MacDailyNews Take: JCPenney can’t afford modern cash register terminals or are they just too busy getting their bankruptcy materials in order?

SEE ALSO:
JCPenney abruptly drops Apple Pay Support from its retail stores and mobile app – April 22, 2019

[Thanks to MacDailyNews Reader “Fred Mertz” for the heads up.]

30 Comments

  1. At nearly $1,000 a pop, and all their unattended cash registers in each store I can understand why they didn’t want to spend all that money. As most of their customers are older (as I have observed in my local Penney on the rare occasion I may venture in the store), many of them still use other forms of payment besides credit cards.

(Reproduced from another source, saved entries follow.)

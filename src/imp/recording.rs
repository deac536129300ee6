// SPDX-License-Identifier: Parity-7.0.0 OR PolyForm-Noncommercial-1.0.0
use crate::driver::*;
use crate::pipeline::program::EffectBytecode;
use std::ptr::NonNull;
use std::sync::Arc;
use wasm_safe_mutex::Mutex;

/// One recorded driver call.
#[derive(Debug, Clone, PartialEq)]
pub enum Call {
    MakeCurrent,
    ReleaseCurrent,
    Flush,
    Finish,
    Enable(Capability),
    Disable(Capability),
    BlendEquationSeparate(BlendEquation, BlendEquation),
    BlendFuncSeparate(BlendFactor, BlendFactor, BlendFactor, BlendFactor),
    BlendColor([f32; 4]),
    ColorMask(ColorWriteChannels),
    DepthMask(bool),
    DepthFunc(CompareFunction),
    StencilMask(u8),
    StencilFuncSeparate(Face, CompareFunction, i32, u8),
    StencilOpSeparate(Face, StencilOperation, StencilOperation, StencilOperation),
    CullFace(Face),
    FrontFace(FrontFace),
    PolygonMode(PolygonMode),
    PolygonOffset(f32, f32),
    ViewportArray(u32, Vec<Viewport>),
    DepthRange(f32, f32),
    ScissorArray(u32, Vec<Rectangle>),
    /// Effect id, depth clamp emulation.
    CreateProgram(u64, bool),
    DeleteProgram(ProgramId),
    UseProgram(ProgramId),
    GenBuffer(BufferId),
    DeleteBuffer(BufferId),
    BindBuffer(BufferTarget, BufferId),
    BindBufferBase(BufferTarget, u32, BufferId),
    BufferData(BufferTarget, usize, BufferUsageHint),
    MapBufferRange(BufferTarget, usize, usize, MapAccess),
    UnmapBuffer(BufferTarget),
    CopyBufferSubData(usize, usize, usize),
    EnableVertexAttribArray(u32),
    DisableVertexAttribArray(u32),
    VertexAttribPointer {
        index: u32,
        size: u32,
        attrib_type: AttribType,
        normalized: bool,
        stride: u32,
        offset: usize,
    },
    VertexAttribIPointer {
        index: u32,
        size: u32,
        attrib_type: AttribType,
        stride: u32,
        offset: usize,
    },
    GenTexture(TextureId),
    GenRenderbuffer(TextureId),
    DeleteTexture(TextureId),
    ActiveTexture(u32),
    BindTexture(TextureTarget, TextureId),
    TexStorage(TextureTarget, u32, [u32; 3], u32),
    TexParameter(TextureTarget, TextureParameter),
    TexSubImage(TextureTarget, u32, [u32; 3], [u32; 3]),
    CopyTexSubImage(TextureTarget, u32, [u32; 3], Rectangle),
    GenFramebuffer(FramebufferId),
    DeleteFramebuffer(FramebufferId),
    BindFramebuffer(FramebufferId),
    FramebufferTexture2D(Attachment, TextureTarget, TextureId, u32),
    FramebufferTextureLayer(Attachment, TextureId, u32, u32),
    FramebufferRenderbuffer(Attachment, TextureId),
    DrawBuffers(Vec<Attachment>),
    CheckFramebufferStatus,
    ReadPixels(Rectangle, usize),
    ClearColor([f32; 4]),
    ClearDepth(f32),
    ClearStencil(u8),
    Clear(ClearMask),
    DrawArrays(PrimitiveType, u32, u32),
    DrawArraysInstanced(PrimitiveType, u32, u32, u32),
    DrawElementsBaseVertex(PrimitiveType, u32, IndexType, usize, i32),
    DrawElementsInstancedBaseVertex(PrimitiveType, u32, IndexType, usize, u32, i32),
    DrawArraysIndirect(PrimitiveType, usize),
    DrawElementsIndirect(PrimitiveType, IndexType, usize),
    DispatchCompute(u32, u32, u32),
    DispatchComputeIndirect(usize),
    PushDebugGroup(String),
    PopDebugGroup,
}

impl Call {
    /// Whether this call issues work rather than changing state.
    pub fn is_draw(&self) -> bool {
        matches!(
            self,
            Call::DrawArrays(..)
                | Call::DrawArraysInstanced(..)
                | Call::DrawElementsBaseVertex(..)
                | Call::DrawElementsInstancedBaseVertex(..)
                | Call::DrawArraysIndirect(..)
                | Call::DrawElementsIndirect(..)
                | Call::DispatchCompute(..)
                | Call::DispatchComputeIndirect(..)
        )
    }
}

/// Shared view of a [`RecordingDriver`]'s calls.
///
/// Cloning shares the log, so a test can keep one while the driver moves into a device.
#[derive(Clone)]
pub struct CallLog {
    calls: Arc<Mutex<Vec<Call>>>,
}

impl Default for CallLog {
    fn default() -> Self {
        CallLog {
            calls: Arc::new(Mutex::new(Vec::new())),
        }
    }
}

impl std::fmt::Debug for CallLog {
    fn fmt(&self, f: &mut std::fmt::Formatter<'_>) -> std::fmt::Result {
        f.debug_struct("CallLog").field("len", &self.len()).finish()
    }
}

impl CallLog {
    fn push(&self, call: Call) {
        self.calls.lock_sync().push(call);
    }

    /// Copy of everything recorded so far.
    pub fn calls(&self) -> Vec<Call> {
        self.calls.lock_sync().clone()
    }

    /// Drains the log.
    pub fn take(&self) -> Vec<Call> {
        std::mem::take(&mut *self.calls.lock_sync())
    }

    pub fn clear(&self) {
        self.calls.lock_sync().clear();
    }

    pub fn len(&self) -> usize {
        self.calls.lock_sync().len()
    }

    pub fn is_empty(&self) -> bool {
        self.calls.lock_sync().is_empty()
    }

    pub fn count(&self, predicate: impl Fn(&Call) -> bool) -> usize {
        self.calls.lock_sync().iter().filter(|c| predicate(c)).count()
    }

    /// Calls recorded after the most recent draw or dispatch.
    pub fn since_last_draw(&self) -> Vec<Call> {
        let calls = self.calls.lock_sync();
        let start = calls
            .iter()
            .rposition(Call::is_draw)
            .map(|p| p + 1)
            .unwrap_or(0);
        calls[start..].to_vec()
    }
}

/// A [`Driver`] that performs no rendering and records each call.
///
/// Handles are handed out from a counter starting at 1; buffer maps return a
/// dangling pointer that must not be dereferenced.
#[derive(Debug)]
pub struct RecordingDriver {
    log: CallLog,
    capabilities: Capabilities,
    framebuffer_status: FramebufferStatus,
    fail_next_program: Option<String>,
    next_id: u32,
    current: bool,
}

impl RecordingDriver {
    pub fn new() -> Self {
        RecordingDriver {
            log: CallLog::default(),
            capabilities: Capabilities::default(),
            framebuffer_status: FramebufferStatus::Complete,
            fail_next_program: None,
            next_id: 1,
            current: false,
        }
    }

    pub fn with_capabilities(capabilities: Capabilities) -> Self {
        RecordingDriver {
            capabilities,
            ..RecordingDriver::new()
        }
    }

    pub fn log(&self) -> CallLog {
        self.log.clone()
    }

    /// Status reported by every subsequent `check_framebuffer_status`.
    pub fn set_framebuffer_status(&mut self, status: FramebufferStatus) {
        self.framebuffer_status = status;
    }

    /// The next `create_program` fails with `message`.
    pub fn fail_next_program(&mut self, message: impl Into<String>) {
        self.fail_next_program = Some(message.into());
    }

    pub fn is_current(&self) -> bool {
        self.current
    }

    fn next(&mut self) -> u32 {
        let id = self.next_id;
        self.next_id += 1;
        id
    }
}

  2. MDN are you mocking / taunting a company whose business doesn’t need / won’t benefit from being a customer of Apple?

    Laughing at a company that’s going out of business? Apple was there before and will be again. Penney’s is an American institution, 100 years old, beloved by its customers for selling good clothing at an affordable price.

    The fact that it doesn’t benefit from Apple’s product is not a point of shame/ridicule. It’s just the business. Little kids with lemonade stands and Cancer charities would probably lose money if they used Apple Pay. Are they stupid/failing/deserve what they get, too?

    Geez, not everything is a zero-sum.

      1. True, but for JCPenny supporting Apple Pay (as well as all other contactless payments) by installing new POS terminals at this point would simply accelerate their condition to that of Sears.

    1. What part of “. . .all terminals at U.S. merchants locations that accept contactless payments must actively support EMV contactless chip functionality” do you fail to grasp? This is a requirement of the financial credit/debit card industry backed up by government regulations. The original deadline for upgrading has been moved several times, and JC Penney has ignored at least four such deadlines. My business didn’t. Others didn’t. They’ve even put them in candy and soda vending machines. Meanwhile, JC Penney ignored moving with the wave of the future of fraud prevention.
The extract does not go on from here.